Не нужно тебе говорить, что вместе со мной крепко тебя обнимают наши старики,- теперь нас четверо*. Все здоровы, обними за нас и брата Михайлу. Усердный поклон почтенным твоим сестрицам. Не порадовал ты меня известием, что вы хвораете; пожалуйста, оставьте эту дурную привычку - она в наши годы никуда не годится. Скажи мой привет Катерине Петровне и напомни, что если она поедет за Урал, то на дороге ее Ялуторовск, где все радушно желают ее видеть. Кажется, она знает нашу здешнюю вдову Александру Васильевну. Пусть из Уковского завода скажет, чтоб ее везли прямо в дом Бронникова: на этой станции все знают этот дом.
* (В Ялуторовске в 1854 г. оставались кроме Пущина И. Д. Якушкин, М. И. Муравьев-Апостол и Е. П. Оболенский.)

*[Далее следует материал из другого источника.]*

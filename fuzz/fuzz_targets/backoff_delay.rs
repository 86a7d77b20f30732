//! Fuzz harness for backoff delay arithmetic
//!
//! Delays saturate instead of overflowing and never exceed the cap.

#![no_main]

use libfuzzer_sys::fuzz_target;
use settle_backoff::Backoff;
use std::time::Duration;

fuzz_target!(|input: (u64, u64, u64, u32)| {
    let (base_ms, cap_ms, multiplier_bits, step) = input;
    let base = Duration::from_millis(base_ms);
    let cap = Duration::from_millis(cap_ms);
    let multiplier = f64::from_bits(multiplier_bits);

    for backoff in [
        Backoff::Fixed,
        Backoff::linear(cap),
        Backoff::exponential(multiplier, cap),
    ] {
        if backoff.validate(base).is_err() {
            continue;
        }
        let delay = backoff.delay_for(base, step);
        if let Some(max) = backoff.max_delay() {
            assert!(delay <= max);
        }
    }
});
#![cfg(unix)]

use assert_cmd::Command;
use predicates::prelude::*;
use std::process::Stdio;
use std::time::Duration;
use tempfile::TempDir;

fn settle() -> Command {
    let mut cmd = Command::cargo_bin("settle").unwrap();
    cmd.env_remove("SETTLE_INTERVAL_MS")
        .env_remove("SETTLE_TIMEOUT_MS")
        .env_remove("SETTLE_CI_DELAY_MS")
        .env_remove("RUST_LOG");
    cmd
}

#[test]
fn until_succeeds_for_passing_command() {
    settle()
        .args(["until", "--interval-ms", "10", "--timeout-ms", "1000", "--", "true"])
        .assert()
        .success();
}

#[test]
fn until_times_out_with_exit_code_one() {
    settle()
        .args([
            "until",
            "--interval-ms",
            "10",
            "--timeout-ms",
            "50",
            "--description",
            "operator ready",
            "--",
            "false",
        ])
        .assert()
        .code(1)
        .stderr(predicate::str::contains("timed out after"))
        .stderr(predicate::str::contains("operator ready"));
}

#[test]
fn until_waits_for_file_to_appear() {
    let dir = TempDir::new().unwrap();
    let marker = dir.path().join("ready");
    let script = format!(
        "if [ -f {m} ]; then exit 0; else touch {m}; exit 1; fi",
        m = marker.display()
    );

    settle()
        .args(["until", "--interval-ms", "10", "--timeout-ms", "2000", "--", "sh", "-c"])
        .arg(script)
        .assert()
        .success();
}

#[test]
fn zero_interval_is_configuration_error() {
    settle()
        .args(["until", "--interval-ms", "0", "--timeout-ms", "100", "--", "true"])
        .assert()
        .code(2)
        .stderr(predicate::str::contains("poll interval must be greater than zero"));
}

#[test]
fn timeout_below_interval_is_configuration_error() {
    settle()
        .args(["until", "--interval-ms", "500", "--timeout-ms", "100", "--", "true"])
        .assert()
        .code(2);
}

#[test]
fn unknown_profile_is_configuration_error() {
    settle()
        .args(["until", "--profile", "pods", "--", "true"])
        .assert()
        .code(2)
        .stderr(predicate::str::contains("unknown wait profile: pods"));
}

#[test]
fn profile_from_config_file() {
    let dir = TempDir::new().unwrap();
    let config = dir.path().join("settle.yaml");
    std::fs::write(
        &config,
        "profiles:\n  quick:\n    interval_ms: 10\n    timeout_ms: 40\n    description: quick check\n",
    )
    .unwrap();

    settle()
        .args(["until", "--config"])
        .arg(&config)
        .args(["--profile", "quick", "--", "false"])
        .assert()
        .code(1)
        .stderr(predicate::str::contains("quick check"));
}

#[test]
fn env_override_applies() {
    settle()
        .env("SETTLE_INTERVAL_MS", "10")
        .env("SETTLE_TIMEOUT_MS", "30")
        .args(["until", "--", "false"])
        .assert()
        .code(1);
}

#[test]
fn missing_program_aborts_as_condition_error() {
    settle()
        .args([
            "until",
            "--interval-ms",
            "10",
            "--timeout-ms",
            "1000",
            "--",
            "settle-test-no-such-program",
        ])
        .assert()
        .code(3)
        .stderr(predicate::str::contains("failed to run settle-test-no-such-program"));
}

#[test]
fn retry_gives_up_after_attempts() {
    settle()
        .args([
            "retry",
            "--retries",
            "2",
            "--delay-ms",
            "1",
            "--message",
            "Unable to scale syndesis-operator",
            "--",
            "false",
        ])
        .assert()
        .code(1)
        .stderr(predicate::str::contains(
            "Unable to scale syndesis-operator (gave up after 3 attempts)",
        ));
}

#[test]
fn retry_succeeds_for_passing_command() {
    settle()
        .args(["retry", "--retries", "0", "--", "true"])
        .assert()
        .success();
}

#[test]
fn json_logs_go_to_stderr() {
    settle()
        .args([
            "-v",
            "--log-format",
            "json",
            "until",
            "--interval-ms",
            "10",
            "--timeout-ms",
            "100",
            "--",
            "true",
        ])
        .assert()
        .success()
        .stdout(predicate::str::is_empty())
        .stderr(predicate::str::contains("\"level\":\"DEBUG\""));
}

#[test]
fn command_is_required() {
    settle().args(["until"]).assert().failure();
}

#[test]
fn interrupt_cancels_wait_with_exit_code_130() {
    let mut child = std::process::Command::new(assert_cmd::cargo::cargo_bin("settle"))
        .args(["until", "--interval-ms", "10000", "--timeout-ms", "60000", "--", "false"])
        .env_remove("SETTLE_INTERVAL_MS")
        .env_remove("SETTLE_TIMEOUT_MS")
        .stderr(Stdio::piped())
        .spawn()
        .unwrap();

    // Let the signal handler install and the first evaluation finish.
    std::thread::sleep(Duration::from_millis(500));
    let killed = std::process::Command::new("kill")
        .args(["-INT", &child.id().to_string()])
        .status()
        .unwrap();
    assert!(killed.success());

    let output = child.wait_with_output().unwrap();
    assert_eq!(output.status.code(), Some(130));
    assert!(String::from_utf8_lossy(&output.stderr).contains("cancelled"));
}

В одно и то же время, как тебе, писал и Горбачевскому - до сих пор от него ни слуху ни духу. Видно, опять надобно будет ждать серебрянку*, чтоб получить от него весточку. Странно только то, что он при такой лени черкнуть слово все мне жалуется, что все его забыли, и считает всех перед ним виноватыми. Оригинал - да и только! - Распеки его при случае.
* (Серебрянка - обоз с серебряной рудой из Нерчинска в Петербург.)
Иоссе мне понравился, он зимой должен опять быть здесь проездом из России. От него ты будешь иметь грустные об нас всех известия, которые иногда не укладываются в письмо. Мне пришло на мысль отправить эти листки к Д. Д. С<тарцеву>. Он тебе их вручит. Таким образом и волки сыты, и овцы целы!*
* (Д. Д. С<тарцев> - селенгинский купец, друг и компаньон Бестужевых (в их попытке разведения мериносовых овец), взявший на воспитание и усыновивший сына Н. А. Бестужева Алексея и дочь Екатерину.)
Виделся ли ты с Софьей Григорьевной? Я слышал, что она поехала в Кяхту. Мне было очень приятно с нею здесь провести денек. Добрая женщина, без всяких вычур. Появление ее - отрадная страничка в наших памятных тетрадках. Я счастлив за С<ергея> Григорьевича.
Прощай покамест. Будьте все здоровы и веселы. Ты мне не говорил, есть ли у твоего брата потомство? Пожми руку ему и всем вашим дамам.
Верный твой И. П.
Все мои в России, благодарю бога, здоровы и по-прежнему продолжают опекать меня. У Николая две дочери и сын. Я ему даю об вас весточку. Он с дружбою всех помнит.
И<ван> П<ущин>, приветствуя Дмитрия Дмитриевича, просит передать это письмо Николаю Александровичу Б<естужеву>.